But “to remain vital in the face of coming climate change challenges, the construction industry will need better, safer, energy-efficient, and affordable construction materials and technology that can maintain or improve lifespan expectations for buildings and core infrastructure,” the briefing note added.

A federal official told CBC that provincial and territorial governments will have the final say on how the updated Code is applied in their jurisdictions.

The revisions cover a wide range of issues, including roofs’ resilience to extreme weather, optimum concrete mixes for flood-resistant pavement, structural designs to help buildings withstand a changing climate, new standards for basement flood protection, and resilience guidelines for existing stormwater systems. Specific code elements are to be completed between 2020 and 2025.
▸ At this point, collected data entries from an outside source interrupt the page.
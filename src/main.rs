use campaign_sim::{router, AppState, Config};
use std::net::SocketAddr;
use tracing::info;
use tracing_subscriber::{fmt, EnvFilter};

#[tokio::main]
async fn main() -> Result<(), Box<dyn std::error::Error>> {
    fmt()
        .with_env_filter(EnvFilter::from_default_env().add_directive("info".parse()?))
        .init();

    let config = Config::from_env();
    let addr = SocketAddr::from(([0, 0, 0, 0], config.port));
    info!(?config, "loaded config");

    let app = router(AppState::new(config));

    info!("listening on http://{addr}");
    let listener = tokio::net::TcpListener::bind(addr).await?;
    axum::serve(listener, app)
        .with_graceful_shutdown(shutdown_signal())
        .await?;

    Ok(())
}

async fn shutdown_signal() {
    if tokio::signal::ctrl_c().await.is_ok() {
        info!("shutting down");
    }
}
“Some of the new rules for construction in the era of climate change are nearly ready, while others remain in the planning stages,” CBC states. “The briefing said the new code will be the ‘first substantive’ introduction of climate change considerations for buildings and crucial infrastructure in Canada.”
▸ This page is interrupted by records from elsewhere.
use once_cell::sync::Lazy;
use reqwest::{Client, StatusCode};
use serde::Deserialize;
use serde_json::Value;
use std::net::TcpListener;
use std::process::{Child, Command, Stdio};
use std::sync::Arc;
use std::time::{Duration, Instant};
use tokio::sync::Mutex;
use tokio::time::sleep;

#[derive(Debug, Deserialize)]
#[serde(rename_all = "camelCase")]
struct TimelineRecord {
    label: String,
    week_num: i32,
    phase: String,
    actual: Option<Value>,
    forecast: Option<Value>,
}

#[derive(Debug, Deserialize)]
#[serde(rename_all = "camelCase")]
struct NetworkResponse {
    network: String,
    volume_gain_pct: f64,
    metric_base: f64,
}

struct TestServer {
    base_url: String,
    child: Child,
}

impl Drop for TestServer {
    fn drop(&mut self) {
        let _ = self.child.kill();
        let _ = self.child.wait();
    }
}

static TEST_LOCK: Lazy<Mutex<()>> = Lazy::new(|| Mutex::new(()));
static SERVER: Lazy<Mutex<Option<Arc<TestServer>>>> = Lazy::new(|| Mutex::new(None));

const SAMPLE_CSV: &str = "week,impressions,clicks,installs,spend,cpi,cvr,actions\n\
W1,100000,4800,394,134988,342,0.082,120\n\
W2,102000,4900,401,136000,339,0.081,125\n\
W3,99000,4700,380,133000,350,0.080,118";

#[cfg(unix)]
mod cleanup {
    use std::sync::atomic::{AtomicI32, Ordering};
    use std::sync::Once;

    static REGISTER: Once = Once::new();
    static PID: AtomicI32 = AtomicI32::new(0);

    pub fn register(pid: u32) {
        REGISTER.call_once(|| {
            PID.store(pid as i32, Ordering::SeqCst);
            unsafe {
                libc::atexit(on_exit);
            }
        });
    }

    extern "C" fn on_exit() {
        let pid = PID.load(Ordering::SeqCst);
        if pid > 0 {
            unsafe {
                libc::kill(pid, libc::SIGTERM);
            }
        }
    }
}

fn pick_free_port() -> u16 {
    let listener = TcpListener::bind("127.0.0.1:0").expect("bind random port");
    let port = listener.local_addr().unwrap().port();
    drop(listener);
    port
}

async fn wait_until_ready(base_url: &str) {
    let client = Client::new();
    let deadline = Instant::now() + Duration::from_secs(3);
    loop {
        if let Ok(resp) = client.get(format!("{base_url}/api/seeds")).send().await {
            if resp.status().is_success() {
                return;
            }
        }
        if Instant::now() > deadline {
            panic!("server did not become ready");
        }
        sleep(Duration::from_millis(100)).await;
    }
}

async fn spawn_server() -> TestServer {
    let port = pick_free_port();
    let child = Command::new(env!("CARGO_BIN_EXE_campaign_sim"))
        .env("PORT", port.to_string())
        .env("SIM_START_MONTH", "5")
        .env("RUST_LOG", "info")
        .stdout(Stdio::inherit())
        .stderr(Stdio::inherit())
        .spawn()
        .expect("failed to spawn server");

    #[cfg(unix)]
    cleanup::register(child.id());

    let base_url = format!("http://127.0.0.1:{port}");
    wait_until_ready(&base_url).await;

    TestServer { base_url, child }
}

async fn shared_server() -> Arc<TestServer> {
    let mut guard = SERVER.lock().await;
    if let Some(server) = guard.as_ref() {
        return Arc::clone(server);
    }
    let server = Arc::new(spawn_server().await);
    *guard = Some(Arc::clone(&server));
    server
}

async fn fetch_timeline(client: &Client, base_url: &str, campaign: &str) -> Vec<TimelineRecord> {
    client
        .get(format!("{base_url}/api/timeline?campaign={campaign}"))
        .send()
        .await
        .unwrap()
        .json()
        .await
        .unwrap()
}

#[tokio::test]
async fn http_demo_timeline_has_partitioned_phases() {
    let _guard = TEST_LOCK.lock().await;
    let server = shared_server().await;
    let client = Client::new();

    let timeline = fetch_timeline(&client, &server.base_url, "c1").await;
    assert_eq!(timeline.len(), 24);
    assert_eq!(timeline.iter().filter(|r| r.phase == "historical").count(), 12);

    for record in &timeline {
        if record.phase == "historical" {
            assert!(record.actual.is_some() && record.forecast.is_none());
        } else {
            assert_eq!(record.phase, "forecast");
            assert!(record.actual.is_none() && record.forecast.is_some());
            let action = record.forecast.as_ref().unwrap()["bidAction"].as_str().unwrap();
            assert!(["Scale Up", "Hold", "Scale Down"].contains(&action));
        }
    }
    for pair in timeline.windows(2) {
        assert!(pair[0].week_num < pair[1].week_num);
    }

    let again = fetch_timeline(&client, &server.base_url, "c1").await;
    assert_eq!(
        timeline[0].actual.as_ref().unwrap()["cpi"],
        again[0].actual.as_ref().unwrap()["cpi"]
    );
}

#[tokio::test]
async fn http_upload_drives_timeline_until_cleared() {
    let _guard = TEST_LOCK.lock().await;
    let server = shared_server().await;
    let client = Client::new();

    let response = client
        .post(format!("{}/api/upload", server.base_url))
        .body(SAMPLE_CSV)
        .send()
        .await
        .unwrap();
    assert!(response.status().is_success());
    let upload: Value = response.json().await.unwrap();
    assert_eq!(upload["rows"], 3);
    assert_eq!(upload["lastWeek"], "W3");

    let timeline = fetch_timeline(&client, &server.base_url, "all").await;
    assert_eq!(timeline.len(), 15);
    assert_eq!(timeline[0].label, "W1");
    assert_eq!(timeline[3].label, "W1");
    assert_eq!(timeline[3].week_num, 1);
    let first_forecast = timeline[3].forecast.as_ref().unwrap();
    assert!(first_forecast["cpa"].is_object());
    assert!(first_forecast["cprt"].is_null());

    let network: Vec<NetworkResponse> = client
        .get(format!("{}/api/network?bid=20&metric=cpi", server.base_url))
        .send()
        .await
        .unwrap()
        .json()
        .await
        .unwrap();
    assert_eq!(network[0].metric_base, 350.0);

    let cleared = client
        .delete(format!("{}/api/upload", server.base_url))
        .send()
        .await
        .unwrap();
    assert_eq!(cleared.status(), StatusCode::NO_CONTENT);

    let timeline = fetch_timeline(&client, &server.base_url, "all").await;
    assert_eq!(timeline.len(), 24);
}

#[tokio::test]
async fn http_invalid_upload_keeps_current_data() {
    let _guard = TEST_LOCK.lock().await;
    let server = shared_server().await;
    let client = Client::new();

    let response = client
        .post(format!("{}/api/upload", server.base_url))
        .body("week,installs\nW1,0")
        .send()
        .await
        .unwrap();
    assert_eq!(response.status(), StatusCode::BAD_REQUEST);
    let message = response.text().await.unwrap();
    assert!(message.contains("Expected columns"));

    let timeline = fetch_timeline(&client, &server.base_url, "all").await;
    assert_eq!(timeline.len(), 24);
}

#[tokio::test]
async fn http_network_view_validates_inputs() {
    let _guard = TEST_LOCK.lock().await;
    let server = shared_server().await;
    let client = Client::new();

    let network: Vec<NetworkResponse> = client
        .get(format!("{}/api/network?bid=100&metric=cpa", server.base_url))
        .send()
        .await
        .unwrap()
        .json()
        .await
        .unwrap();
    let names: Vec<&str> = network.iter().map(|n| n.network.as_str()).collect();
    assert_eq!(names, ["Search", "YouTube", "Display"]);
    assert_eq!(network[0].volume_gain_pct, 60.0);

    let too_high = client
        .get(format!("{}/api/network?bid=150", server.base_url))
        .send()
        .await
        .unwrap();
    assert_eq!(too_high.status(), StatusCode::BAD_REQUEST);

    let off_grid = client
        .get(format!("{}/api/network?bid=22", server.base_url))
        .send()
        .await
        .unwrap();
    assert_eq!(off_grid.status(), StatusCode::BAD_REQUEST);

    let bad_metric = client
        .get(format!("{}/api/curves?metric=roas", server.base_url))
        .send()
        .await
        .unwrap();
    assert_eq!(bad_metric.status(), StatusCode::BAD_REQUEST);

    let unknown = client
        .get(format!("{}/api/timeline?campaign=nope", server.base_url))
        .send()
        .await
        .unwrap();
    assert_eq!(unknown.status(), StatusCode::NOT_FOUND);

    let curves: Vec<Value> = client
        .get(format!("{}/api/curves?metric=cpft", server.base_url))
        .send()
        .await
        .unwrap()
        .json()
        .await
        .unwrap();
    assert_eq!(curves.len(), 21);
}

#[tokio::test]
async fn http_targets_feed_summary() {
    let _guard = TEST_LOCK.lock().await;
    let server = shared_server().await;
    let client = Client::new();

    let rejected = client
        .put(format!("{}/api/targets", server.base_url))
        .json(&serde_json::json!({ "cpi": -1.0 }))
        .send()
        .await
        .unwrap();
    assert_eq!(rejected.status(), StatusCode::BAD_REQUEST);

    let accepted = client
        .put(format!("{}/api/targets", server.base_url))
        .json(&serde_json::json!({ "cpi": 300.0 }))
        .send()
        .await
        .unwrap();
    assert!(accepted.status().is_success());

    let summary: Value = client
        .get(format!("{}/api/summary?metric=cpi", server.base_url))
        .send()
        .await
        .unwrap()
        .json()
        .await
        .unwrap();
    assert_eq!(summary["target"], 300.0);
    assert_eq!(summary["historicalWeeks"], 12);
    assert_eq!(summary["bidChanges"][0]["weekNum"], 1);

    let reset = client
        .put(format!("{}/api/targets", server.base_url))
        .json(&serde_json::json!({}))
        .send()
        .await
        .unwrap();
    assert!(reset.status().is_success());
}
Representatives of Canada’s $171-billion construction industry said they support the effort to address climate impacts as long as it doesn’t add red tape or increase costs. “We want to ensure these changes aren’t just increasing red tape and impeding progress,” said Arlene Dunn, director of Canada’s Building Trades Unions. “Otherwise, we run the risk of continuous rework, escalated costs, and delayed projects.”

“I’m definitely excited about the direction it’s going in,” although “2025 feels long,” said architect Mona Lemoine of the firm Perkins+Will in Vancouver. “We are dealing with climate change because we haven’t been building the right way.”
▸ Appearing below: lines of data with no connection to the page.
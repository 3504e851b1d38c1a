use crate::handlers;
use crate::state::AppState;
use axum::{routing::{get, post}, Router};

pub fn router(state: AppState) -> Router {
    Router::new()
        .route("/", get(handlers::index))
        .route("/api/seeds", get(handlers::get_seeds))
        .route("/api/metrics", get(handlers::get_metrics))
        .route(
            "/api/upload",
            post(handlers::upload_csv).delete(handlers::clear_upload),
        )
        .route(
            "/api/targets",
            get(handlers::get_targets).put(handlers::put_targets),
        )
        .route("/api/timeline", get(handlers::get_timeline))
        .route("/api/summary", get(handlers::get_summary))
        .route("/api/network", get(handlers::get_network))
        .route("/api/curves", get(handlers::get_curves))
        .route("/api/integrations", get(handlers::get_integrations))
        .with_state(state)
}
pub mod app;
pub mod config;
pub mod curves;
pub mod error;
pub mod errors;
pub mod handlers;
pub mod ingest;
pub mod models;
pub mod network;
pub mod seasonality;
pub mod seeds;
pub mod state;
pub mod summary;
pub mod timeline;
pub mod trend;
pub mod ui;

pub use app::router;
pub use config::Config;
pub use error::{Result, SimError};
pub use state::AppState;
#[derive(Debug, thiserror::Error)]
pub enum SimError {
    #[error("upload needs a header row and at least one data row")]
    EmptyUpload,

    #[error("no row has a week label and a positive install count")]
    NoValidRows,

    #[error("CSV error: {0}")]
    Csv(#[from] csv::Error),

    #[error("target for {metric} must be positive, got {value}")]
    InvalidTarget { metric: &'static str, value: f64 },

    #[error("bid increase must be 5 to 100 in steps of 5, got {0}")]
    InvalidBidIncrease(f64),

    #[error("unknown campaign: {0}")]
    UnknownCampaign(String),

    #[error("unknown metric: {0}")]
    UnknownMetric(String),
}

pub type Result<T> = std::result::Result<T, SimError>;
Getting that done “requires a shift in how we look at costs,” Lemoine added. “The capital costs of building more resiliently and efficiently may be higher,” but “when you look at the operating costs, those triple-pane windows reduce the costs of operating…and the need for additional heating and cooling infrastructure.”

Canadian Homebuilders’ Association spokesperson David Foster “said the construction industry will be ready for small changes in the code, ideas like mandating back flow preventers in new homes, making sure to build developments outside of flood plains, or tweaking the fasteners used to attach shingles to roofs to protect against higher winds,” CBC adds. “The bigger problem, he said, is that no one has hard data on exactly how different regions will be impacted by climate change to enable contractors to plan and build accordingly.”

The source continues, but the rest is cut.